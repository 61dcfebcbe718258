//! The pipeline State and the update batches stages produce.

use serde::{Deserialize, Serialize};
use serde_json::Value;
use std::collections::BTreeMap;

/// Accumulated pipeline facts, keyed by name.
///
/// Values are strings for anything read back from disk, but stages and the
/// command line may also store numbers, flags, lists and maps.
#[derive(Debug, Clone, Default, PartialEq, Serialize, Deserialize)]
#[serde(transparent)]
pub struct State(BTreeMap<String, Value>);

impl State {
    pub fn new() -> Self {
        Self::default()
    }

    pub fn get(&self, key: &str) -> Option<&Value> {
        self.0.get(key)
    }

    /// Whether `key` holds a value that counts as supplied.
    ///
    /// Null, empty strings, empty lists/maps and `false` do not count, so a
    /// lower-precedence source may still fill them.
    pub fn is_supplied(&self, key: &str) -> bool {
        self.0.get(key).map(is_supplied).unwrap_or(false)
    }

    /// Non-empty string value.
    pub fn str(&self, key: &str) -> Option<&str> {
        match self.0.get(key) {
            Some(Value::String(s)) if !s.is_empty() => Some(s.as_str()),
            _ => None,
        }
    }

    /// Scalar value rendered as a string (numbers and flags included).
    pub fn string(&self, key: &str) -> Option<String> {
        match self.0.get(key) {
            Some(v @ (Value::String(_) | Value::Number(_) | Value::Bool(_))) if is_supplied(v) => {
                render(v)
            }
            _ => None,
        }
    }

    /// Integer value, accepting numeric strings read back from disk.
    pub fn int(&self, key: &str) -> Option<i64> {
        match self.0.get(key) {
            Some(Value::Number(n)) => n.as_i64(),
            Some(Value::String(s)) => s.trim().parse().ok(),
            _ => None,
        }
    }

    /// List of strings; a lone string is treated as a one-element list.
    pub fn strings(&self, key: &str) -> Vec<String> {
        match self.0.get(key) {
            Some(Value::Array(items)) => items.iter().filter_map(render).collect(),
            Some(Value::String(s)) if !s.is_empty() => vec![s.clone()],
            _ => Vec::new(),
        }
    }

    /// Boolean flag; strings such as `true`, `yes`, `1` and `on` are truthy.
    pub fn flag(&self, key: &str) -> bool {
        match self.0.get(key) {
            Some(Value::Bool(b)) => *b,
            Some(Value::String(s)) => matches!(
                s.trim().to_ascii_lowercase().as_str(),
                "true" | "yes" | "1" | "on"
            ),
            Some(Value::Number(n)) => n.as_i64().map(|n| n != 0).unwrap_or(false),
            _ => false,
        }
    }

    pub fn insert(&mut self, key: impl Into<String>, value: impl Into<Value>) {
        self.0.insert(key.into(), value.into());
    }

    pub fn remove(&mut self, key: &str) -> Option<Value> {
        self.0.remove(key)
    }

    /// Insert `value` only if `key` is not already supplied.
    ///
    /// Returns whether the value was taken.
    pub fn fill(&mut self, key: &str, value: impl Into<Value>) -> bool {
        if self.is_supplied(key) {
            return false;
        }
        self.0.insert(key.to_string(), value.into());
        true
    }

    /// Overwrite every key named in `update`. No deep merge.
    pub fn apply(&mut self, update: &StateUpdate) {
        for (key, value) in update.iter() {
            self.0.insert(key.to_string(), value.clone());
        }
    }

    pub fn iter(&self) -> impl Iterator<Item = (&str, &Value)> {
        self.0.iter().map(|(k, v)| (k.as_str(), v))
    }

    pub fn len(&self) -> usize {
        self.0.len()
    }

    pub fn is_empty(&self) -> bool {
        self.0.is_empty()
    }

    /// Compact JSON rendering of the whole State.
    pub fn to_json(&self) -> serde_json::Result<String> {
        serde_json::to_string(&self.0)
    }
}

impl FromIterator<(String, Value)> for State {
    fn from_iter<I: IntoIterator<Item = (String, Value)>>(iter: I) -> Self {
        State(iter.into_iter().collect())
    }
}

/// An ordered batch of facts produced by one step of a stage.
///
/// A `null` value marks a field as "not applicable this run": it reaches the
/// in-memory State but is never written to the persisted record.
#[derive(Debug, Clone, Default, PartialEq)]
pub struct StateUpdate {
    entries: Vec<(String, Value)>,
}

impl StateUpdate {
    pub fn new() -> Self {
        Self::default()
    }

    pub fn set(mut self, key: impl Into<String>, value: impl Into<Value>) -> Self {
        self.push(key, value);
        self
    }

    /// Set `key` to `value`, or to null when `value` is `None`.
    pub fn maybe<V: Into<Value>>(mut self, key: impl Into<String>, value: Option<V>) -> Self {
        let value = value.map(Into::into).unwrap_or(Value::Null);
        self.push(key, value);
        self
    }

    pub fn push(&mut self, key: impl Into<String>, value: impl Into<Value>) {
        let key = key.into();
        let value = value.into();
        match self.entries.iter_mut().find(|(k, _)| *k == key) {
            Some(entry) => entry.1 = value,
            None => self.entries.push((key, value)),
        }
    }

    pub fn iter(&self) -> impl Iterator<Item = (&str, &Value)> {
        self.entries.iter().map(|(k, v)| (k.as_str(), v))
    }

    pub fn get(&self, key: &str) -> Option<&Value> {
        self.entries.iter().find(|(k, _)| k == key).map(|(_, v)| v)
    }

    pub fn len(&self) -> usize {
        self.entries.len()
    }

    pub fn is_empty(&self) -> bool {
        self.entries.is_empty()
    }
}

pub(crate) fn is_supplied(value: &Value) -> bool {
    match value {
        Value::Null => false,
        Value::Bool(b) => *b,
        Value::String(s) => !s.is_empty(),
        Value::Array(items) => !items.is_empty(),
        Value::Object(map) => !map.is_empty(),
        Value::Number(_) => true,
    }
}

/// The on-disk form of a value. `None` for null.
pub(crate) fn render(value: &Value) -> Option<String> {
    match value {
        Value::Null => None,
        Value::String(s) => Some(s.clone()),
        Value::Bool(b) => Some(b.to_string()),
        Value::Number(n) => Some(n.to_string()),
        Value::Array(_) | Value::Object(_) => Some(value.to_string()),
    }
}

#[cfg(test)]
mod tests {
    use super::*;
    use serde_json::json;

    #[test]
    fn test_supplied_rules() {
        let mut state = State::new();
        state.insert("empty", "");
        state.insert("off", false);
        state.insert("none", Value::Null);
        state.insert("list", json!([]));
        state.insert("zero", 0);
        state.insert("name", "linux");

        assert!(!state.is_supplied("empty"));
        assert!(!state.is_supplied("off"));
        assert!(!state.is_supplied("none"));
        assert!(!state.is_supplied("list"));
        assert!(!state.is_supplied("missing"));
        assert!(state.is_supplied("zero"));
        assert!(state.is_supplied("name"));
    }

    #[test]
    fn test_fill_keeps_supplied_value() {
        let mut state = State::new();
        state.insert("workdir", "/cli");
        assert!(!state.fill("workdir", "/persisted"));
        assert!(state.fill("krelease", "6.1.0"));
        assert_eq!(state.str("workdir"), Some("/cli"));
        assert_eq!(state.str("krelease"), Some("6.1.0"));
    }

    #[test]
    fn test_typed_getters() {
        let mut state = State::new();
        state.insert("retcode", "2");
        state.insert("wait", "yes");
        state.insert("patches", json!(["a.patch", "b.patch"]));
        state.insert("single", "c.patch");

        assert_eq!(state.int("retcode"), Some(2));
        assert_eq!(state.string("retcode").as_deref(), Some("2"));
        assert!(state.flag("wait"));
        assert_eq!(state.strings("patches"), vec!["a.patch", "b.patch"]);
        assert_eq!(state.strings("single"), vec!["c.patch"]);
        assert!(state.strings("missing").is_empty());
    }

    #[test]
    fn test_update_overwrites_duplicate_keys_in_place() {
        let update = StateUpdate::new()
            .set("a", "1")
            .set("b", "2")
            .set("a", "3")
            .maybe("c", None::<String>);

        let keys: Vec<&str> = update.iter().map(|(k, _)| k).collect();
        assert_eq!(keys, vec!["a", "b", "c"]);
        assert_eq!(update.get("a"), Some(&json!("3")));
        assert_eq!(update.get("c"), Some(&Value::Null));
    }

    #[test]
    fn test_render_for_disk() {
        assert_eq!(render(&json!("x")), Some("x".to_string()));
        assert_eq!(render(&json!(7)), Some("7".to_string()));
        assert_eq!(render(&json!(true)), Some("true".to_string()));
        assert_eq!(render(&json!(["a"])), Some("[\"a\"]".to_string()));
        assert_eq!(render(&Value::Null), None);
    }
}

**Problem to solve:** Return only the number of lines in the material with the word "PartialEq" in them.

**Result below:** 2